Whatever the reasons behind it, transforming landscape is what our species does. At whatever level the technology of the moment allows, we build roads, bridges, dams, canals, fences, fortifications and houses. The Hohokam built vast earthen mounds and scooped out ball courts; we move dirt likewise to sculpt golf courses and level parking lots.

 

These ambitions are as legitimate a part of our nature as building nests is for eagles or burrowing is for ground squirrels. Every living organism’s biological imperative is to exploit its environment, to maximize opportunity. For better or worse, we humans are equipped to make more of this mandate than any other species.

 

We are also uniquely equipped to predict the consequences of what we’re considering doing, and we haven’t used this feature of our brains very well. That, I think, is the unspoken issue at the heart of the Lake Powell trouble. John McPhee poked at it in Encounters with the Archdruid: “possibly the reaction to dams is so violent because rivers are the ultimate metaphors of existence, and dams destroy rivers.” Lake Powell is more than a metaphor. It is a summary of modern technology’s nearly unlimited power to revise nature, and its opponents fear that it stands as a precedent.
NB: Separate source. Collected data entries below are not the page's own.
use ratatui::style::{Color, Modifier, Style};

// Color palette
pub const BACKGROUND: Color = Color::Rgb(84, 124, 92);
pub const CREAM: Color = Color::Rgb(251, 251, 218);
pub const LEAF: Color = Color::Rgb(76, 124, 84);
pub const FIELD_BORDER: Color = Color::Rgb(208, 208, 208);
pub const ERROR: Color = Color::Rgb(192, 64, 64);
pub const MUTED: Color = Color::Rgb(200, 210, 190);

// Styles
pub fn screen_style() -> Style {
    Style::default().bg(BACKGROUND).fg(CREAM)
}

pub fn title_style() -> Style {
    Style::default().fg(CREAM).add_modifier(Modifier::BOLD)
}

pub fn muted_style() -> Style {
    Style::default().fg(MUTED)
}

/// Text input box: white field, green text
pub fn field_style() -> Style {
    Style::default().bg(Color::White).fg(LEAF)
}

pub fn field_border_style(focused: bool) -> Style {
    if focused {
        Style::default().fg(CREAM).add_modifier(Modifier::BOLD)
    } else {
        Style::default().fg(FIELD_BORDER)
    }
}

pub fn placeholder_style() -> Style {
    Style::default().bg(Color::White).fg(Color::Black)
}

pub fn button_style(focused: bool) -> Style {
    let style = Style::default().bg(CREAM).fg(LEAF).add_modifier(Modifier::BOLD);
    if focused {
        style.add_modifier(Modifier::REVERSED)
    } else {
        style
    }
}

pub fn link_style(focused: bool) -> Style {
    if focused {
        Style::default().fg(CREAM).add_modifier(Modifier::UNDERLINED | Modifier::BOLD)
    } else {
        Style::default().fg(CREAM)
    }
}

pub fn error_style() -> Style {
    Style::default().fg(ERROR).add_modifier(Modifier::BOLD)
}

pub fn dialog_style() -> Style {
    Style::default().bg(Color::White).fg(Color::Black)
}

pub fn help_key_style() -> Style {
    Style::default().fg(CREAM).add_modifier(Modifier::BOLD)
}
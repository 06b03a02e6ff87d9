//! Core library for the recycle login client.
//!
//! - `api`: HTTP client for the backend's login endpoint
//! - `auth`: credentials, validation and the persisted session token
//! - `config`: on-disk configuration
//! - `login`: the login screen controller shared by every front end

pub mod api;
pub mod auth;
pub mod config;
pub mod login;

pub use api::{ApiClient, ApiError};
pub use auth::{Credentials, Session, ValidationError};
pub use config::Config;
pub use login::{LoginAlert, LoginFlow, Route, SubmitOutcome};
Draining the lake, on the other hand, would become an equally monumental but opposite symbol: a scaling back of human aspirations, a recognition that the human species is only part of a much larger community of life on earth, over which opposible thumbs do not automatically give us dominion.

 

That’s a seductive idea for someone who believes that our species needs a booster shot of humility, which I do. The problem is that when applied to Lake Powell, it would disregard the human capacity for creating beauty, which is another part of our biological uniqueness. We are rearranging nature whenever we design a garden, build a house, sculpt a figure out of stone or wood, or even make a painting (canvas is a rearrangement of tree fibers and pigments derive from minerals). If Lake Powell is, as Abbey thought, “the most beautiful reservoir in the world,” then it also serves as a stunning example of success. Most of our meddling with nature, from suburban lawns to other man-made lakes, is not as meritorious.

 

Of course, Lake Powell’s beauty is based on what was there before: the spectacular canyons and slickrock shelves. The spectacle that transfixes us today is the starkly dramatic juxtaposition of pink stone, sapphire sky and turquoise water, all on a scale never before seen in a desert. And yes, a place precious and irreplaceable has been drowned underneath it. How to weigh the value of each against the other?

 

One of my fellow kayakers throws out a provocative thought as we fabricate a camp in a stony half-bowl embracing a bay. “If this were natural,” he says, “no one would ever think anything other than that it’s fabulous.” Why, then, condemn it for its human-engineered origins? Or to ask the question one step deeper: why is a lake unnatural when it was created by creatures who are, unquestionably, part of nature?

 

Behind our camp, the moon rides over a ring of serrated bluffs. Its white light, cold and sharp as ice, renders the red mountains into silhouettes that glow with vague menace, like charcoal hoarding a secret fire. Then intimations of lightning begin flashing on the southern horizon, and for the next two hours we watch—warily—as a late-summer thunderstorm scribes a half-circle around us. Faint orange virgas scratch the sky, but the rain never finds the ground—a reminder that despite the 27 million acre-feet of water beside us, we are in the desert.

 

Possibly we humans have a legitimate role to play in this grand scene, or possibly we have already improvised beyond what the desert’s script will tolerate. Lake Powell eventually will prove to be a dramatic example of what we should or should not do. All I know for sure is that in this flicker of geologic time, I am in one of the most beautiful places on earth, no longer appalled.